Na família de dona Jovita Maria Correia, de 60 anos, da comunidade Mata dos Crioulos, a coleta de sempre-vivas vem de gerações. Ela conta que desde a infância acompanhava os pais nas idas para o alto da serra. “Meus pais me levavam desde bebê para colher flor na chapada. Sempre foi a renda da família”, relata.

A quilombola passou os conhecimentos ancestrais para os sete filhos que hoje a acompanham na plantação de roças e coleta de flores.

Dona Jovita, em sua simplicidade, tem consciência da importância da candidatura ao selo de Patrimônio Agrícola Mundial pela FAO. “Vamos ver se a gente consegue alguma coisa, né. Vai ser muito bom para preservar nosso modo de vida. Do mesmo jeito que eu fui criada eu quero criar meus filhos, netos e bisnetos”, diz otimista.

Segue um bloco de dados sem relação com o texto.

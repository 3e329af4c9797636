//! Common test utilities and infrastructure
//!
//! Shared fixtures and a wiremock-backed fake Solr used across the
//! integration suites.

#![allow(dead_code)]

pub mod fixtures;
pub mod helpers;

pub use fixtures::TestFixtures;
#[allow(unused_imports)]
pub use helpers::FakeSolr;
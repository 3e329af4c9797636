//! Harness error types

use std::fmt;
use std::path::PathBuf;

use shared::SharedError;
use thiserror::Error;

/// Admin call that produced a failure, used for diagnostics
#[derive(Debug, Clone, Copy, PartialEq, Eq)]
pub enum AdminOperation {
    UploadConfig,
    DeleteConfig,
    CreateCollection,
    DeleteCollection,
    ListCollections,
    Ping,
    AddDocuments,
    CountDocuments,
}

impl fmt::Display for AdminOperation {
    fn fmt(&self, f: &mut fmt::Formatter<'_>) -> fmt::Result {
        let label = match self {
            AdminOperation::UploadConfig => "create config",
            AdminOperation::DeleteConfig => "delete config",
            AdminOperation::CreateCollection => "create collection",
            AdminOperation::DeleteCollection => "delete collection",
            AdminOperation::ListCollections => "list collections",
            AdminOperation::Ping => "ping",
            AdminOperation::AddDocuments => "add documents to",
            AdminOperation::CountDocuments => "count documents in",
        };
        write!(f, "{label}")
    }
}

#[derive(Error, Debug)]
pub enum TesterError {
    #[error("Failed to {operation} '{target}': HTTP {status}: {body}")]
    Provisioning {
        operation: AdminOperation,
        target: String,
        status: u16,
        body: String,
    },

    #[error("Unexpected response to {operation} '{target}': {body}")]
    InvalidResponse {
        operation: AdminOperation,
        target: String,
        body: String,
    },

    #[error("Config '{config}' is still used by collections: {collections:?}")]
    ConfigInUse { config: String, collections: Vec<String> },

    #[error("Config set directory not found: {}", path.display())]
    MissingConfigSet { path: PathBuf },

    #[error("Cannot package {}: {reason}", path.display())]
    UnsupportedConfigSetEntry { path: PathBuf, reason: String },

    #[error("Server at {url} not ready after {attempts} attempts")]
    NotReady { url: String, attempts: u32 },

    #[error("Container error: {message}")]
    Container { message: String },

    #[error("Server has not been started")]
    NotStarted,

    #[error("Unknown test scenario: '{name}'. Available: {available}")]
    UnknownScenario { name: String, available: String },

    #[error("Scenario '{scenario}' failed: {message}")]
    AssertionFailed { scenario: String, message: String },

    #[error("Shared component error: {0}")]
    Shared(#[from] SharedError),

    #[error("HTTP error: {0}")]
    Http(#[from] reqwest::Error),

    #[error("I/O error: {0}")]
    Io(#[from] std::io::Error),

    #[error("Archive error: {0}")]
    Archive(#[from] zip::result::ZipError),

    #[error("JSON serialization error: {0}")]
    Json(#[from] serde_json::Error),

    #[error("Task join error: {0}")]
    Join(#[from] tokio::task::JoinError),
}

pub type TesterResult<T> = Result<T, TesterError>;

#[cfg(test)]
mod tests {
    use super::*;

    #[test]
    fn test_provisioning_error_message() {
        let err = TesterError::Provisioning {
            operation: AdminOperation::UploadConfig,
            target: "playground".to_string(),
            status: 400,
            body: "bad zip".to_string(),
        };
        assert_eq!(err.to_string(), "Failed to create config 'playground': HTTP 400: bad zip");
    }

    #[test]
    fn test_config_in_use_message() {
        let err = TesterError::ConfigInUse {
            config: "playground".to_string(),
            collections: vec!["pgc8n".to_string()],
        };
        assert!(err.to_string().contains("pgc8n"));
    }
}
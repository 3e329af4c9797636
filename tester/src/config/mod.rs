//! Configuration Management
//!
//! This module provides configuration structures and builders for harness setup.

pub mod builder;
pub mod harness;

// Re-export main types
pub use builder::HarnessConfigBuilder;
pub use harness::{HarnessConfig, ReadinessConfig, ReadinessPolicy, default_configset_root};
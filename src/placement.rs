//! Random fleet placement by rejection sampling.
//!
//! Each ship draws a uniform origin inside the placement area and a uniform
//! orientation until the footprint fits and overlaps nothing. Ships are placed
//! in roster order and may touch each other.

use alloc::vec::Vec;
use rand::Rng;

use crate::board::Board;
use crate::common::{Coord, EngineError, ShipId};
use crate::config::ShipSpec;
use crate::ship::{Orientation, Ship};

/// Returns a random non-overlapping origin and orientation for `spec`.
///
/// Gives up with [`EngineError::UnableToPlaceShip`] after `max_attempts`
/// rejected draws, and fails with [`EngineError::InvalidConfig`] on a board
/// without a placement area.
pub fn random_placement<R: Rng + ?Sized>(
    board: &Board,
    spec: ShipSpec,
    max_attempts: usize,
    rng: &mut R,
) -> Result<(Coord, Orientation), EngineError> {
    let bounds = board.bounds();
    if bounds == 0 {
        return Err(EngineError::InvalidConfig("placement bounds must be positive"));
    }
    for _ in 0..max_attempts {
        let origin = Coord::new(rng.random_range(0..bounds), rng.random_range(0..bounds));
        let orientation = if rng.random() {
            Orientation::Horizontal
        } else {
            Orientation::Vertical
        };
        let ship = match Ship::new(spec, origin, orientation, board.size(), bounds) {
            Ok(ship) => ship,
            Err(EngineError::ShipOutOfBounds) => continue,
            Err(e) => return Err(e),
        };
        if !board.ship_map().intersects(ship.mask())? {
            return Ok((origin, orientation));
        }
    }
    Err(EngineError::UnableToPlaceShip {
        ship: spec.name(),
        attempts: max_attempts,
    })
}

/// Place every ship of `roster` on `board`, returning their ids in order.
pub fn place_fleet<R: Rng + ?Sized>(
    roster: &[ShipSpec],
    board: &mut Board,
    max_attempts: usize,
    rng: &mut R,
) -> Result<Vec<ShipId>, EngineError> {
    let mut ids = Vec::with_capacity(roster.len());
    for spec in roster.iter().copied() {
        let (origin, orientation) = random_placement(board, spec, max_attempts, rng)?;
        ids.push(board.place(spec, origin, orientation)?);
    }
    Ok(ids)
}
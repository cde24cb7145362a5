//! One side's placed ships.

use alloc::vec::Vec;

use crate::common::{Coord, ShipId};
use crate::ship::Ship;

/// Ships of one side in placement order. A ship's index is its [`ShipId`].
#[derive(Debug, Clone, Default, PartialEq, Eq)]
pub struct Fleet {
    ships: Vec<Ship>,
}

impl Fleet {
    pub fn new() -> Self {
        Self { ships: Vec::new() }
    }

    pub(crate) fn push(&mut self, ship: Ship) -> ShipId {
        self.ships.push(ship);
        self.ships.len() - 1
    }

    pub fn ships(&self) -> &[Ship] {
        &self.ships
    }

    pub fn ship(&self, id: ShipId) -> Option<&Ship> {
        self.ships.get(id)
    }

    pub(crate) fn ship_mut(&mut self, id: ShipId) -> Option<&mut Ship> {
        self.ships.get_mut(id)
    }

    /// Ship covering `coord`, if any.
    pub fn ship_at(&self, coord: Coord) -> Option<ShipId> {
        self.ships.iter().position(|s| s.occupies(coord))
    }

    pub fn len(&self) -> usize {
        self.ships.len()
    }

    pub fn is_empty(&self) -> bool {
        self.ships.is_empty()
    }

    /// Count of ships still afloat.
    pub fn remaining(&self) -> usize {
        self.ships.iter().filter(|s| !s.is_destroyed()).count()
    }

    /// Returns `true` when the fleet has ships and all of them are sunk.
    pub fn all_destroyed(&self) -> bool {
        !self.ships.is_empty() && self.ships.iter().all(|s| s.is_destroyed())
    }
}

Reconhecimento das tradições culturais

O programa de reconhecimento de Sistemas Importantes do Patrimônio Agrícola Mundial (Sipam), identifica e reconhece sistemas de acentuada relevância sociocultural e agrícola por meio de um “selo”.

O SIPAM tem em seu escopo o reconhecimento de patrimônios agrícolas desenvolvidos por povos e comunidades tradicionais em diversas partes do mundo. São sistemas que atravessaram adversidades ao longo da história e, mesmo assim, foram capazes de manter suas tradições culturais, diversidade agrícola e cumprir uma função ecológica.

Apoio

O Governo de Minas Gerais criou um grupo de apoio ao sistema agrícola tradicional dos apanhadores de sempre-vivas integrado pelas Secretarias de Estado de Desenvolvimento Agrário (SEDA), Educação (SEE), Direitos Humanos e Participação Social (SEDPAC), Emater/MG, Comissão Estadual de Povos e Comunidades Tradicionais, Instituto Estadual do Patrimônio Histórico e Artístico (IEPHA) e Fóruns Regionais de Governo.

“O governo mineiro, ao envolver seus órgãos públicos no apoio a essa candidatura, sinaliza a valorização das práticas agrícolas tradicionais dessas comunidades como uma política pública essencial para garantia dos direitos humanos e socioambientais “, afirma Marcilene Ferreira da Silva, assessora da SEDA e coordenadora dos trabalhos.

Segundo Marcilene, a aceitação da candidatura ao selo de Patrimônio Mundial pela FAO já é um importante passo para o reconhecimento do modo de ser, de fazer e de viver dos apanhadores de flores sempre-vivas.